Why Comparing Your Relationships Is The Easiest Way To Make Them Fail

Jared Sluyter

Let’s face it, we live in a society where comparison is common. We compare clothing style, weight, hair colour, Instagram follower counts, and even relationships.

The comparisons with relationships happen in two ways,
1. Comparing your relationship with someone else’s.
2. Comparing your current relationship, to your past relationships.
And I’m here to say,

Cut it out.

Comparing your relationship with someone else’s.

Comparing your relationship easy to do in a society that glamourizes certain relationships, and has sayings and social media pages filled with ‘couple goals’. But it’s toxic.

It’s toxic because it puts you in the mindset of being sad over what you don’t have, instead of appreciating what you do have.

It’s also toxic because, each relationship is different. Each relationship has it’s own way of working, and that’s okay.

It’s also toxic because we don’t see everything. Whether it’s a couple on Instagram or your best friend’s relationship, you’re never going to fully know the full details of their relationships. Sure, couples that take cute photos kissing on the beach seem ideal, but what you don’t see is their two in the morning screaming matches over dishes in the sink.

You never know what’s truly going on in someone’s relationship, whether they stay low-key or make Instagram posts daily. And you shouldn’t. That’s their relationship, and it should therefore stay between them.

But, don’t let social media relationships or relationships your friends are in dictate yours.

Sometimes I myself am guilty of this. I’ll be out with my partner and I’ll see couples taking pictures together and I’ll say ‘why can’t we be like them?’

But I’m not them. My relationship isn’t theirs but that doesn’t mean my relationships isn’t amazing too. Maybe I don’t take super cute photos on mountain tops, but I do have someone who lets me cry on their shoulder when the world feels like it’s crashing down. I have someone who will send me cute good morning texts, or holds my hand as I conquer my fears. And maybe, that’s relationship goals too.

Comparing your relationship to past relationships.

I’ll be honest, this one is a little harder to shake off. Different relationships teach us different things, and they should. They help us learn about ourselves, about love, and about what we deserve.

And sure, comparisons may seem harmless when they’re statements like ‘they make me happier than __ ever did’ or comparing a healthy relationship to an unhealthy one.

But they can cause trouble too.

Each lover you have, has a different way of expressing love, and a different capacity to love.

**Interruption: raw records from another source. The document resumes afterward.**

//! Connected-player presence.
//!
//! Two families, both registered once per process:
//! - `<prefix>connected_player_count`: players currently connected.
//! - `<prefix>connected_player{name}`: 1 while the named player is connected,
//!   0 after they leave. The label is the sanitized display name.
//!
//! Both join and leave resolve the player through the roster at the moment
//! the event is handled. A miss drops the event entirely, including the
//! aggregate update, so a join that missed followed by a leave that resolved
//! drives the count below zero. The guard is kept the same on both sides.

use std::sync::{Arc, Mutex, PoisonError};

use prometheus::core::Collector as _;
use prometheus::{IntGauge, IntGaugeVec};

use rollcall_core::error::Result;
use rollcall_core::event::{ConnectionEvent, EventKind, SlotIndex};
use rollcall_core::host::{EventSource, Roster, SubscriptionId};
use rollcall_core::label::Label;

use crate::obs::ExporterMetrics;

use super::Collector;

pub const COUNT_METRIC: &str = "connected_player_count";
pub const PLAYER_METRIC: &str = "connected_player";
pub const NAME_LABEL: &str = "name";

/// Aggregate counter plus the per-player family.
#[derive(Clone)]
pub struct PresenceMetrics {
    count: IntGauge,
    players: IntGaugeVec,
}

impl PresenceMetrics {
    /// Register both families under the exporter prefix.
    ///
    /// Fails with `DuplicateMetric` if called twice against the same registry.
    pub fn register(metrics: &ExporterMetrics) -> Result<Self> {
        let count = metrics.register_gauge(COUNT_METRIC, "connected players")?;
        let players = metrics.register_gauge_vec(PLAYER_METRIC, "connected player", &[NAME_LABEL])?;
        Ok(Self { count, players })
    }

    pub fn connected(&self) -> i64 {
        self.count.get()
    }

    /// Value of the series for an already sanitized label, `None` if it was never written.
    pub fn player(&self, label: &str) -> Option<i64> {
        self.players
            .collect()
            .iter()
            .flat_map(|mf| mf.get_metric())
            .find(|m| {
                m.get_label()
                    .iter()
                    .any(|l| l.get_name() == NAME_LABEL && l.get_value() == label)
            })
            .map(|m| m.get_gauge().get_value() as i64)
    }

    /// Number of distinct per-player series.
    pub fn player_series(&self) -> usize {
        self.players
            .collect()
            .iter()
            .map(|mf| mf.get_metric().len())
            .sum()
    }

    fn mark(&self, label: &Label, v: i64) {
        match self.players.get_metric_with_label_values(&[label.as_str()]) {
            Ok(g) => g.set(v),
            Err(e) => tracing::warn!(%label, error = %e, "player series unavailable"),
        }
    }
}

struct PresenceTracker {
    metrics: PresenceMetrics,
    roster: Arc<dyn Roster>,
}

impl PresenceTracker {
    fn resolve(&self, kind: EventKind, slot: SlotIndex) -> Option<Label> {
        match self.roster.lookup(slot) {
            Some(player) => Some(Label::from_raw(&player.name)),
            None => {
                tracing::debug!(%slot, kind = kind.as_str(), "no roster entry, event dropped");
                None
            }
        }
    }

    fn on_join(&self, event: ConnectionEvent) {
        let Some(label) = self.resolve(event.kind, event.slot) else { return; };
        self.metrics.count.inc();
        self.metrics.mark(&label, 1);
        tracing::trace!(slot = %event.slot, %label, "player joined");
    }

    fn on_leave(&self, event: ConnectionEvent) {
        let Some(label) = self.resolve(event.kind, event.slot) else { return; };
        self.metrics.count.dec();
        self.metrics.mark(&label, 0);
        tracing::trace!(slot = %event.slot, %label, "player left");
    }
}

#[derive(Debug, Clone, Copy)]
struct Subscriptions {
    join: SubscriptionId,
    leave: SubscriptionId,
}

/// Presence collector: keeps the join and leave hooks registered while enabled.
pub struct ConnectedPlayers {
    tracker: Arc<PresenceTracker>,
    events: Arc<dyn EventSource>,
    subscriptions: Mutex<Option<Subscriptions>>,
}

impl ConnectedPlayers {
    pub fn new(metrics: PresenceMetrics, events: Arc<dyn EventSource>, roster: Arc<dyn Roster>) -> Self {
        Self {
            tracker: Arc::new(PresenceTracker { metrics, roster }),
            events,
            subscriptions: Mutex::new(None),
        }
    }

    pub fn metrics(&self) -> &PresenceMetrics {
        &self.tracker.metrics
    }
}

impl Collector for ConnectedPlayers {
    fn name(&self) -> &'static str {
        "connected_players"
    }

    fn enable(&self) {
        let mut subs = self.subscriptions.lock().unwrap_or_else(PoisonError::into_inner);
        if subs.is_some() {
            tracing::debug!(collector = self.name(), "already enabled");
            return;
        }

        let t = Arc::clone(&self.tracker);
        let join = self
            .events
            .subscribe(EventKind::Join, Arc::new(move |ev: ConnectionEvent| t.on_join(ev)));
        let t = Arc::clone(&self.tracker);
        let leave = self
            .events
            .subscribe(EventKind::Leave, Arc::new(move |ev: ConnectionEvent| t.on_leave(ev)));

        *subs = Some(Subscriptions { join, leave });
        tracing::info!(collector = self.name(), "collector enabled");
    }

    fn disable(&self) {
        let mut subs = self.subscriptions.lock().unwrap_or_else(PoisonError::into_inner);
        let Some(s) = subs.take() else {
            tracing::debug!(collector = self.name(), "already disabled");
            return;
        };

        self.events.unsubscribe(s.join);
        self.events.unsubscribe(s.leave);
        tracing::info!(collector = self.name(), "collector disabled");
    }

    fn is_enabled(&self) -> bool {
        self.subscriptions
            .lock()
            .unwrap_or_else(PoisonError::into_inner)
            .is_some()
    }
}

#[cfg(test)]
mod tests {
    use super::*;
    use crate::host::{EventHub, SlotRoster};

    fn fixture() -> (Arc<EventHub>, Arc<SlotRoster>, ConnectedPlayers) {
        let hub = Arc::new(EventHub::new());
        let roster = Arc::new(SlotRoster::new());
        let metrics = ExporterMetrics::new("t_").unwrap();
        let presence = PresenceMetrics::register(&metrics).unwrap();
        let c = ConnectedPlayers::new(presence, hub.clone(), roster.clone());
        (hub, roster, c)
    }

    #[test]
    fn registers_once_per_registry() {
        let metrics = ExporterMetrics::new("t_").unwrap();
        PresenceMetrics::register(&metrics).unwrap();
        let err = PresenceMetrics::register(&metrics).err().unwrap();
        assert_eq!(err.code().as_str(), "DUPLICATE_METRIC");
        assert!(metrics.render().contains("# TYPE t_connected_player_count gauge\nt_connected_player_count 0\n"));
    }

    #[test]
    fn starts_disabled_and_subscribes_once() {
        let (hub, _roster, c) = fixture();
        assert!(!c.is_enabled());
        assert_eq!(hub.subscriber_count(EventKind::Join), 0);

        c.enable();
        c.enable();
        assert!(c.is_enabled());
        assert_eq!(hub.subscriber_count(EventKind::Join), 1);
        assert_eq!(hub.subscriber_count(EventKind::Leave), 1);

        c.disable();
        c.disable();
        assert!(!c.is_enabled());
        assert_eq!(hub.subscriber_count(EventKind::Join), 0);
        assert_eq!(hub.subscriber_count(EventKind::Leave), 0);
    }

    #[test]
    fn disabled_collector_ignores_events() {
        let (hub, roster, c) = fixture();
        roster.assign(1u32, "Steve");
        hub.join(1u32);
        assert_eq!(c.metrics().connected(), 0);
        assert_eq!(c.metrics().player_series(), 0);
    }

    #[test]
    fn leave_miss_keeps_count_high() {
        let (hub, roster, c) = fixture();
        c.enable();
        roster.assign(3u32, "Alex");
        hub.join(3u32);
        roster.clear(3u32);
        hub.leave(3u32);
        assert_eq!(c.metrics().connected(), 1);
        assert_eq!(c.metrics().player("Alex"), Some(1));
    }
}
//! Axum router wiring for the ops endpoints.

use axum::{routing::get, Router};

use crate::{app_state::AppState, ops};

pub fn build_router(state: AppState) -> Router {
    Router::new()
        .route("/metrics", get(ops::metrics))
        .route("/healthz", get(ops::healthz))
        .route("/readyz", get(ops::readyz))
        .with_state(state)
}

Some lovers are hopeless romantics, show you off wherever we go, while others are more low-key, keep to ourselves but love the fuck out of you. These aren’t necessarily bad things, it just depends on the kind of person you are, and the kind of love you respond to.

Comparisons become trouble when they start to affect your relationship. When you start to compare what someone in your past did for you, compared to someone in your present. When you make statements either to your lover or to your friends, criticizing a current lover based on the love you received from someone else.

Don’t get me wrong, you deserve to be treated like gold, and maybe your current lover isn’t doing that for you, but your ex sure did. But, new relationships should not be judged based on old ones.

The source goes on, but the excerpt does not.